COOL requires meat sold in the United States to be labeled to inform consumers about the country in which animals were born, raised and slaughtered. COOL is supported by 92 percent of Americans, according to a recent poll, but has been under attack by Mexican and Canadian livestock producers and the U.S. meat processing industry.
The Canadian and Mexican governments challenged the policy and in 2011 won an initial WTO ruling. In 2013, the Obama administration altered COOL to remedy the WTO violations. The new rules provided consumers more information. Mexico and Canada had sought to weaken COOL and obtained a WTO ruling against the new policy. Today, the WTO authorized those nations to impose over $1 billion in trade sanctions annually against the United States until it weakens or ends COOL.
Past administrations have repealed or weakened U.S. policies to comply with trade agreements. Today’s ruling comes two weeks after the WTO ruled that U.S. “dolphin-safe” tuna labeling, which allows consumers to choose tuna caught without dolphin-killing fishing practices, was a “technical barrier to trade” that must be eliminated or weakened.
The WTO’s ruling comes at an inopportune time for the Obama administration, as it attempts to sell the recently completed TPP. The recent release of the final TPP text reveals that it would impose limits on food safety that extend beyond the WTO rules. This includes requirements that the United States permit food imports from exporting countries that claim their safety regimes are “equivalent” to our own, even if doing so violates key principles of U.S. food safety policy. These rules effectively would outsource the inspection of food consumed by Americans to other countries. The TPP also would allow new challenges of food safety border inspections.

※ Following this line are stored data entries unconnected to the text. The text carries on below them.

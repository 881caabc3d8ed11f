use crate::{
    error::EvalError,
    extract::{EmissionTotals, SummarySnapshot, TripTotals},
};
use tlp_structs::core::{Instance, SimulationStatistics, TimingPlan};
use tracing::warn;

#[derive(Clone, Copy, Debug, Default, PartialEq)]
pub struct GvrScore {
    pub total: f64,
    pub normalized: f64,
}

// GvR = sum_{i,j} duration(i,j) * greens(i,j) / reds(i,j)
// nGvR = (1/programs) * sum_i (sum_j GvR_phase(i,j) / sum_j duration(i,j))
// Larger values are better for both: they reward giving the long phases to
// the green-heavy states. nGvR bounds each program's contribution by its own
// duration-weighted green/red ratio, so programs with different phase counts
// compare fairly.
/// Schedule-only quality heuristic, computable without running the
/// simulator.
pub fn gvr_score(instance: &Instance, plan: &TimingPlan) -> GvrScore {
    let mut score = GvrScore::default();
    let mut ratio_sum = 0.0;
    let mut scored_programs = 0u32;

    for (tl, timing) in instance.tl_logics.iter().zip(&plan.programs) {
        let mut gvr = 0.0;
        let mut duration = 0.0;

        for (state, &d) in tl.phases.iter().zip(&timing.durations) {
            let green = state.chars().filter(|c| c.to_ascii_uppercase() == 'G').count() as f64;
            let mut red = state.chars().filter(|&c| c == 'r').count() as f64;
            // an all-green state still scores, count one red to keep the
            // ratio finite
            if red == 0.0 {
                red = 1.0;
            }
            gvr += (green / red) * d as f64;
            duration += d as f64;
        }

        score.total += gvr;
        // programs without phases (or with an all-zero schedule) have no
        // ratio to average; skipping them from both sum and count keeps the
        // normalization well defined
        if duration > 0.0 {
            ratio_sum += gvr / duration;
            scored_programs += 1;
        }
    }

    if scored_programs > 0 {
        score.normalized = ratio_sum / scored_programs as f64;
    }
    score
}

/// Objective value for the outer optimizer; lower is better. Long trips,
/// vehicles that never arrive (each charged the full simulation horizon) and
/// waiting time push the score up; arrivals (quadratically) and a
/// green-heavy schedule pull it down.
pub fn fitness(stats: &SimulationStatistics, simulation_time: u32) -> f64 {
    let penalty = stats.total_duration
        + stats.num_not_arrived as f64 * simulation_time as f64
        + stats.waiting_time;
    let reward = stats.num_arrived as f64 * stats.num_arrived as f64 + stats.gvr;
    if reward == 0.0 {
        warn!("no arrivals and zero GvR; reporting infinite fitness");
        return f64::INFINITY;
    }
    penalty / reward
}

/// Pure reducer combining the extractor outputs into the final statistics
/// record. `emissions` overrides the tripinfo absolutes when the dedicated
/// emissions log was produced. Fitness is derived last, after every other
/// field is in place.
pub fn assemble_statistics(
    instance: &Instance,
    gvr: GvrScore,
    trips: &TripTotals,
    summary: &SummarySnapshot,
    emissions: Option<&EmissionTotals>,
) -> Result<SimulationStatistics, EvalError> {
    // more arrivals than declared demand means the demand bookkeeping is
    // wrong; feeding the optimizer from a broken instance is worse than
    // aborting
    let num_not_arrived = instance.num_vehicles.checked_sub(trips.num_arrived).ok_or(
        EvalError::DataIntegrity {
            arrived: trips.num_arrived,
            demand: instance.num_vehicles,
        },
    )?;

    let emissions = emissions.unwrap_or(&trips.emissions);
    let mut stats = SimulationStatistics {
        gvr: gvr.total,
        normalized_gvr: gvr.normalized,
        total_duration: trips.total_duration,
        num_arrived: trips.num_arrived,
        num_not_arrived,
        stops: trips.stops,
        waiting_time: trips.waiting_time,
        fitness: 0.0,
        mean_travel_time: summary.mean_travel_time,
        mean_waiting_time: summary.mean_waiting_time,
        co2: emissions.co2,
        co: emissions.co,
        hc: emissions.hc,
        nox: emissions.nox,
        pmx: emissions.pmx,
        fuel: emissions.fuel,
        noise: emissions.noise,
    };
    stats.fitness = fitness(&stats, instance.simulation_time);

    Ok(stats)
}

Background: Congress enacted mandatory country-of-origin labeling for meat in the 2008 farm bill. This occurred after 50 years of U.S. government experimentation with voluntary labeling and efforts by U.S. consumer groups to institute a mandatory program.
Canada and Mexico claimed that the program violated WTO limits on what sorts of product-related “technical regulations” WTO signatory countries are permitted to enact. In November 2011, the WTO issued an initial ruling against COOL. Canada and Mexico demanded that the United States drop its mandatory labels and return to a voluntary program that would not provide U.S. consumers the same level of information as the current labels. The United States appealed.
In June 2012, the WTO Appellate Body affirmed that COOL violated WTO rules. In response, the U.S. government altered the policy. However, instead of watering down the popular program as Mexico and Canada sought, the U.S. Department of Agriculture’s new May 2013 rule strengthened the labeling regime. By providing more information to consumers, the new rule remedied the violations cited in the WTO ruling. Mexico and Canada then challenged the new U.S. policy. In May 2015, the WTO ruled that the new U.S. policy still violated WTO rules. Mexico and Canada initiated a WTO process to determine the level of trade sanctions that they could impose on the United States until it eliminated or weakened COOL.